Voßkuhle: Stimmt, das sind Nebenkriegsschauplätze. Wie auch die Diskussionen, ob eigene Kinderrechte ins Grundgesetz gehören.
Das wäre für Sie auch reine Semantik?
Voßkuhle: Ja, denn wir haben schon eine sehr ausgeprägte Rechtsprechung, die Kinder sehr gut schützt. Man kann die Inhalte dieser Rechtsprechung ausdrücklich in die Verfassung schreiben. Aber an der materiellen Rechtslage ändert das nichts.
Viele Medien und Universitäten nutzen inzwischen geschlechtergerechte Sprache. Womöglich wirkt die rein männliche Form im Grundgesetz bald überholt: „Jeder Deutsche hat das Recht …“Ist das noch zeitgemäß?
Voßkuhle: Ich habe nichts gegen das Gendern, meine Vorlesungsmaterialien sind zum Beispiel gegendert. Aber die Genderdebatte ufert schnell emotional aus. Und ob das Grundgesetz schöner wird, wenn wir es gendern?

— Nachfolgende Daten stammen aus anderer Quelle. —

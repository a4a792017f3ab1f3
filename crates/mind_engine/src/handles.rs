use crate::grid::GridCoord;
use crate::mind::MindId;

/// Opaque identity token for the visual object behind a cell.
///
/// The engine only ever compares handles; it never looks inside them.
#[derive(Debug, Clone, Copy, PartialEq, Eq, Hash, PartialOrd, Ord)]
pub struct BackingHandle(pub u64);

/// Supplies backing handles for grid cells and for the cells of each mind.
pub trait HandleFactory {
    /// Called once per coordinate the first time the grid grows to cover it.
    fn cell_handle(&mut self, coord: GridCoord) -> BackingHandle;

    /// Called once per shape index when a mind is spawned.
    fn mind_cell_handle(&mut self, mind: MindId, index: usize) -> BackingHandle;
}

/// Issues unique, increasing handles. Suitable for headless runs and tests.
#[derive(Debug, Default)]
pub struct SequentialHandles {
    next: u64,
}

impl SequentialHandles {
    pub fn issued(&self) -> u64 {
        self.next
    }

    fn issue(&mut self) -> BackingHandle {
        let handle = BackingHandle(self.next);
        self.next = self.next.saturating_add(1);
        handle
    }
}

impl HandleFactory for SequentialHandles {
    fn cell_handle(&mut self, _coord: GridCoord) -> BackingHandle {
        self.issue()
    }

    fn mind_cell_handle(&mut self, _mind: MindId, _index: usize) -> BackingHandle {
        self.issue()
    }
}

#[cfg(test)]
mod tests {
    use super::*;

    #[test]
    fn sequential_handles_never_repeat() {
        let mut factory = SequentialHandles::default();
        let a = factory.cell_handle(GridCoord::new(0, 0));
        let b = factory.mind_cell_handle(MindId(0), 0);
        let c = factory.cell_handle(GridCoord::new(0, 0));
        assert_ne!(a, b);
        assert_ne!(b, c);
        assert_ne!(a, c);
        assert_eq!(factory.issued(), 3);
    }
}
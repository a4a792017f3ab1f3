use crate::grid::Vec2;

/// Pointer state for one tick, already projected into world space.
#[derive(Debug, Clone, Copy, Default, PartialEq)]
pub struct InputSnapshot {
    pointer_world: Option<Vec2>,
    pointer_pressed: bool,
    pointer_released: bool,
    rotate_pressed: bool,
}

impl InputSnapshot {
    pub fn empty() -> Self {
        Self::default()
    }

    pub fn with_pointer_world(mut self, pointer_world: Option<Vec2>) -> Self {
        self.pointer_world = pointer_world;
        self
    }

    pub fn with_pointer_pressed(mut self, pointer_pressed: bool) -> Self {
        self.pointer_pressed = pointer_pressed;
        self
    }

    pub fn with_pointer_released(mut self, pointer_released: bool) -> Self {
        self.pointer_released = pointer_released;
        self
    }

    pub fn with_rotate_pressed(mut self, rotate_pressed: bool) -> Self {
        self.rotate_pressed = rotate_pressed;
        self
    }

    pub fn pointer_world(&self) -> Option<Vec2> {
        self.pointer_world
    }

    pub fn pointer_pressed(&self) -> bool {
        self.pointer_pressed
    }

    pub fn pointer_released(&self) -> bool {
        self.pointer_released
    }

    pub fn rotate_pressed(&self) -> bool {
        self.rotate_pressed
    }
}
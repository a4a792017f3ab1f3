use mind_engine::{GridCoord, GridOccupancy};

const EMPTY_CELL: char = '.';

/// Text dump of the grid, top row first. Occupied cells show the owning mind
/// id in base 36.
pub(crate) fn render_occupancy_map(grid: &GridOccupancy) -> String {
    let mut out = format!(
        "{}x{} grid, {} empty\n",
        grid.cols(),
        grid.rows(),
        grid.empty_cell_count()
    );
    for row in (0..grid.rows()).rev() {
        let line = (0..grid.cols())
            .map(|col| cell_glyph(grid, GridCoord::new(col as i32, row as i32)))
            .collect::<String>();
        out.push_str(&line);
        out.push('\n');
    }
    out
}

fn cell_glyph(grid: &GridOccupancy, coord: GridCoord) -> char {
    match grid.owner_of(coord) {
        Some(mind) => char::from_digit((mind.0 % 36) as u32, 36).unwrap_or('?'),
        None => EMPTY_CELL,
    }
}
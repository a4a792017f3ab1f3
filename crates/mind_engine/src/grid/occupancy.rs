use std::collections::HashMap;

use thiserror::Error;
use tracing::{debug, info, trace, warn};

use super::coords::GridCoord;
use crate::handles::{BackingHandle, HandleFactory};
use crate::mind::MindId;

#[derive(Debug, Clone, Copy, PartialEq, Eq)]
pub struct GridCell {
    occupied: bool,
    owner: Option<MindId>,
    handle: BackingHandle,
}

impl GridCell {
    fn empty(handle: BackingHandle) -> Self {
        Self {
            occupied: false,
            owner: None,
            handle,
        }
    }

    pub fn is_occupied(&self) -> bool {
        self.occupied
    }

    pub fn owner(&self) -> Option<MindId> {
        self.owner
    }

    pub fn handle(&self) -> BackingHandle {
        self.handle
    }
}

#[derive(Debug, Clone, Copy, PartialEq, Eq, Error)]
pub enum GridError {
    #[error("cell {coord} is outside the {cols}x{rows} grid")]
    OutOfBounds {
        coord: GridCoord,
        rows: u32,
        cols: u32,
    },
}

/// Result of a `release` call. Only `Released` changes the grid.
#[derive(Debug, Clone, Copy, PartialEq, Eq)]
pub enum ReleaseOutcome {
    Released,
    /// The cell holds a different handle than the caller passed; left untouched.
    Stale,
    OutsideGrid,
}

#[derive(Debug, Clone, Default, PartialEq, Eq)]
pub struct ResizeReport {
    pub replaced: Vec<MindId>,
    pub unplaceable: Vec<MindId>,
}

/// The owner of the resident minds, driven by `GridOccupancy::resize`.
pub trait ResizeParticipant {
    /// Release every cell the mind currently holds.
    fn release_all(&mut self, grid: &mut GridOccupancy, mind: MindId);

    /// Try to re-admit the mind on the rebuilt grid. `Ok(false)` means its
    /// footprint no longer fits and it is now `Free`.
    fn place_all(&mut self, grid: &mut GridOccupancy, mind: MindId) -> Result<bool, GridError>;
}

/// Row-major cell storage plus the live free-cell counter.
///
/// Cell `(col, row)` exists iff `0 <= col < cols` and `0 <= row < rows`.
/// Default cell handles survive rebuilds so a coordinate keeps its visual
/// object across resizes.
#[derive(Debug)]
pub struct GridOccupancy {
    rows: u32,
    cols: u32,
    cell_size: f32,
    cells: Vec<GridCell>,
    default_handles: HashMap<GridCoord, BackingHandle>,
    free_cell_count: usize,
}

impl GridOccupancy {
    /// An empty 0x0 grid; call `build` to allocate cells.
    pub fn new(cell_size: f32) -> Self {
        Self {
            rows: 0,
            cols: 0,
            cell_size,
            cells: Vec::new(),
            default_handles: HashMap::new(),
            free_cell_count: 0,
        }
    }

    pub fn rows(&self) -> u32 {
        self.rows
    }

    pub fn cols(&self) -> u32 {
        self.cols
    }

    pub fn cell_size(&self) -> f32 {
        self.cell_size
    }

    pub fn cell_count(&self) -> usize {
        self.cells.len()
    }

    pub fn build(&mut self, rows: u32, cols: u32, factory: &mut dyn HandleFactory) {
        let known_before = self.default_handles.len();
        let mut cells = Vec::with_capacity(rows as usize * cols as usize);
        for row in 0..rows {
            for col in 0..cols {
                let coord = GridCoord::new(col as i32, row as i32);
                let handle = *self
                    .default_handles
                    .entry(coord)
                    .or_insert_with(|| factory.cell_handle(coord));
                cells.push(GridCell::empty(handle));
            }
        }
        let fresh_handles = self.default_handles.len() - known_before;

        self.rows = rows;
        self.cols = cols;
        self.free_cell_count = cells.len();
        self.cells = cells;
        info!(
            rows,
            cols,
            fresh_handles,
            reused_handles = self.cells.len() - fresh_handles,
            "grid_built"
        );
    }

    pub fn contains(&self, coord: GridCoord) -> bool {
        self.index_of(coord).is_some()
    }

    pub fn cell(&self, coord: GridCoord) -> Option<&GridCell> {
        self.index_of(coord).and_then(|index| self.cells.get(index))
    }

    pub fn owner_of(&self, coord: GridCoord) -> Option<MindId> {
        self.cell(coord).and_then(GridCell::owner)
    }

    /// Whether `requesting` may occupy `coord`.
    ///
    /// Cells outside the grid are never available. A cell the requesting mind
    /// already owns is always available to it, which lets a mind preview
    /// placements overlapping its own pre-drag footprint.
    pub fn is_available(&self, coord: GridCoord, requesting: MindId) -> bool {
        match self.cell(coord) {
            None => false,
            Some(cell) if cell.owner == Some(requesting) => true,
            Some(cell) => !cell.occupied,
        }
    }

    /// Unconditional write; callers must check `is_available` first.
    pub fn place(
        &mut self,
        coord: GridCoord,
        handle: BackingHandle,
        mind: MindId,
    ) -> Result<(), GridError> {
        let out_of_bounds = GridError::OutOfBounds {
            coord,
            rows: self.rows,
            cols: self.cols,
        };
        let Some(cell) = self
            .index_of(coord)
            .and_then(|index| self.cells.get_mut(index))
        else {
            return Err(out_of_bounds);
        };

        let was_free = !cell.occupied;
        if let Some(previous) = cell.owner.filter(|previous| *previous != mind) {
            debug!(
                cell = %coord,
                previous = previous.0,
                mind = mind.0,
                "cell_overwritten"
            );
        }
        cell.occupied = true;
        cell.owner = Some(mind);
        cell.handle = handle;
        if was_free {
            self.free_cell_count -= 1;
        }
        debug_assert_eq!(self.free_cell_count, self.count_free_cells());
        Ok(())
    }

    /// Clears `coord` if its stored handle is `handle`.
    ///
    /// A mismatching handle means another mind has taken the cell since the
    /// caller placed it; the call is ignored.
    pub fn release(&mut self, coord: GridCoord, handle: BackingHandle) -> ReleaseOutcome {
        let Some(index) = self.index_of(coord) else {
            return ReleaseOutcome::OutsideGrid;
        };
        let Some(default_handle) = self.default_handles.get(&coord).copied() else {
            return ReleaseOutcome::OutsideGrid;
        };
        let Some(cell) = self.cells.get_mut(index) else {
            return ReleaseOutcome::OutsideGrid;
        };
        if cell.handle != handle {
            trace!(cell = %coord, "stale_release_ignored");
            return ReleaseOutcome::Stale;
        }

        let was_occupied = cell.occupied;
        *cell = GridCell::empty(default_handle);
        if was_occupied {
            self.free_cell_count += 1;
        }
        debug_assert_eq!(self.free_cell_count, self.count_free_cells());
        ReleaseOutcome::Released
    }

    pub fn empty_cell_count(&self) -> usize {
        self.free_cell_count
    }

    pub fn cells_owned_by(&self, mind: MindId) -> Vec<GridCoord> {
        self.cells
            .iter()
            .enumerate()
            .filter(|(_, cell)| cell.owner == Some(mind))
            .map(|(index, _)| self.coord_of(index))
            .collect()
    }

    /// Rebuilds the grid at a new size and re-admits every resident mind.
    ///
    /// All residents are released before the rebuild and re-placed after it,
    /// both passes in `resident` order. Minds whose footprint no longer fits
    /// are returned in `unplaceable`.
    pub fn resize(
        &mut self,
        rows: u32,
        cols: u32,
        factory: &mut dyn HandleFactory,
        resident: &[MindId],
        participant: &mut dyn ResizeParticipant,
    ) -> Result<ResizeReport, GridError> {
        info!(
            from_rows = self.rows,
            from_cols = self.cols,
            rows,
            cols,
            resident = resident.len(),
            "grid_resize_started"
        );
        for &mind in resident {
            participant.release_all(self, mind);
        }

        self.build(rows, cols, factory);

        let mut report = ResizeReport::default();
        for &mind in resident {
            if participant.place_all(self, mind)? {
                report.replaced.push(mind);
            } else {
                warn!(mind = mind.0, rows, cols, "mind_unplaceable_after_resize");
                report.unplaceable.push(mind);
            }
        }
        info!(
            replaced = report.replaced.len(),
            unplaceable = report.unplaceable.len(),
            empty_cells = self.free_cell_count,
            "grid_resize_finished"
        );
        Ok(report)
    }

    fn index_of(&self, coord: GridCoord) -> Option<usize> {
        let col = u32::try_from(coord.col).ok()?;
        let row = u32::try_from(coord.row).ok()?;
        if col >= self.cols || row >= self.rows {
            return None;
        }
        Some(row as usize * self.cols as usize + col as usize)
    }

    fn coord_of(&self, index: usize) -> GridCoord {
        let cols = self.cols.max(1) as usize;
        GridCoord::new((index % cols) as i32, (index / cols) as i32)
    }

    pub(crate) fn count_free_cells(&self) -> usize {
        self.cells.iter().filter(|cell| !cell.occupied).count()
    }
}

Nehmen wir „Bundeskanzlerin und Bundeskanzler“oder „Bundespräsidentin und Bundespräsident“: Wenn man das überall doppeln oder mit Sternchen arbeiten wollte, würde das dem Text vielleicht doch etwas seine ursprüngliche Würde nehmen – ohne inhaltlich etwas zu verbessern.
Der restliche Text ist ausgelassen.